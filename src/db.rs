use anyhow::Context;
use sqlx::{postgres::PgPoolOptions, PgPool};

use crate::config::AppConfig;

pub async fn connect(database_url: &str, config: &AppConfig) -> anyhow::Result<PgPool> {
    let db = PgPoolOptions::new()
        .max_connections(config.db_max_connections)
        .connect(database_url)
        .await
        .context("connect to database")?;
    Ok(db)
}

/// Applies `./migrations`. Failures are logged and startup continues.
pub async fn migrate(db: &PgPool) {
    if let Err(e) = sqlx::migrate!("./migrations").run(db).await {
        tracing::warn!(error = %e, "migration failed; continuing");
    }
}
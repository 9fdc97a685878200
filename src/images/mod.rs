use crate::state::AppState;
use axum::Router;

pub mod handlers;
mod repo;
pub mod repo_types;
pub mod services;

pub fn router() -> Router<AppState> {
    handlers::image_routes()
}
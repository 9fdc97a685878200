use anyhow::Context;
use argon2::{
    password_hash::{PasswordHash, PasswordHasher, PasswordVerifier, SaltString},
    Algorithm, Argon2, Params, Version,
};
use lazy_static::lazy_static;
use rand::rngs::OsRng;
use tracing::error;

// Fixed work factor: argon2id, 19 MiB, 2 passes, 1 lane.
const MEMORY_KIB: u32 = 19 * 1024;
const ITERATIONS: u32 = 2;
const LANES: u32 = 1;

lazy_static! {
    // Verified against when the username is unknown, so a login for a missing
    // user costs the same as one with a wrong password.
    static ref DUMMY_HASH: Option<String> = hash_password("timage-dummy-password").ok();
}

fn hasher() -> anyhow::Result<Argon2<'static>> {
    let params = Params::new(MEMORY_KIB, ITERATIONS, LANES, None)
        .map_err(|e| anyhow::anyhow!(e.to_string()))?;
    Ok(Argon2::new(Algorithm::Argon2id, Version::V0x13, params))
}

pub fn hash_password(plain: &str) -> anyhow::Result<String> {
    let salt = SaltString::generate(&mut OsRng);
    let hash = hasher()?
        .hash_password(plain.as_bytes(), &salt)
        .map_err(|e| {
            error!(error = %e, "argon2 hash_password error");
            anyhow::anyhow!(e.to_string())
        })?
        .to_string();
    Ok(hash)
}

/// Checks `plain` against a PHC hash string. The digest comparison inside
/// argon2 is constant time.
pub fn verify_password(plain: &str, hash: &str) -> anyhow::Result<bool> {
    let parsed = PasswordHash::new(hash).map_err(|e| {
        error!(error = %e, "argon2 parse hash error");
        anyhow::anyhow!(e.to_string())
    })?;
    Ok(hasher()?
        .verify_password(plain.as_bytes(), &parsed)
        .is_ok())
}

/// Hashes on the blocking pool.
pub async fn hash_blocking(plain: String) -> anyhow::Result<String> {
    tokio::task::spawn_blocking(move || hash_password(&plain))
        .await
        .context("password hashing task failed")?
}

/// Verifies on the blocking pool. With no stored hash the dummy hash is
/// checked instead and the result is always `false`.
pub async fn verify_blocking(plain: String, hash: Option<String>) -> anyhow::Result<bool> {
    tokio::task::spawn_blocking(move || match hash {
        Some(hash) => verify_password(&plain, &hash),
        None => {
            if let Some(dummy) = DUMMY_HASH.as_deref() {
                let _ = verify_password(&plain, dummy);
            }
            Ok(false)
        }
    })
    .await
    .context("password verification task failed")?
}
use async_trait::async_trait;

use crate::images::repo_types::{Image, NewImage};
use crate::store::{new_object_id, ImageStore, PgStore, StoreError};

#[async_trait]
impl ImageStore for PgStore {
    async fn create_image(&self, new: NewImage<'_>) -> Result<Image, StoreError> {
        let image = sqlx::query_as::<_, Image>(
            r#"
            INSERT INTO images (id, title, url, author_id)
            VALUES ($1, $2, $3, $4)
            RETURNING id, title, url, author_id, created_at, updated_at
            "#,
        )
        .bind(new_object_id())
        .bind(new.title)
        .bind(new.url)
        .bind(new.author_id)
        .fetch_one(&self.db)
        .await?;
        Ok(image)
    }

    async fn list_images(&self) -> Result<Vec<Image>, StoreError> {
        let rows = sqlx::query_as::<_, Image>(
            r#"
            SELECT id, title, url, author_id, created_at, updated_at
              FROM images
             ORDER BY created_at ASC, id ASC
            "#,
        )
        .fetch_all(&self.db)
        .await?;
        Ok(rows)
    }

    async fn find_image_by_id(&self, id: &str) -> Result<Option<Image>, StoreError> {
        let row = sqlx::query_as::<_, Image>(
            r#"
            SELECT id, title, url, author_id, created_at, updated_at
              FROM images
             WHERE id = $1
            "#,
        )
        .bind(id)
        .fetch_optional(&self.db)
        .await?;
        Ok(row)
    }

    async fn delete_image(&self, id: &str) -> Result<bool, StoreError> {
        let result = sqlx::query("DELETE FROM images WHERE id = $1")
            .bind(id)
            .execute(&self.db)
            .await?;
        Ok(result.rows_affected() > 0)
    }
}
■ ■ ■ ■ ■ ■ ■
Whenever a line in the entries holds the word "against", copy that line.

RESULT OF THE EXERCISE >>
    // Verified against when the username is unknown, so a login for a missing
/// Checks `plain` against a PHC hash string. The digest comparison inside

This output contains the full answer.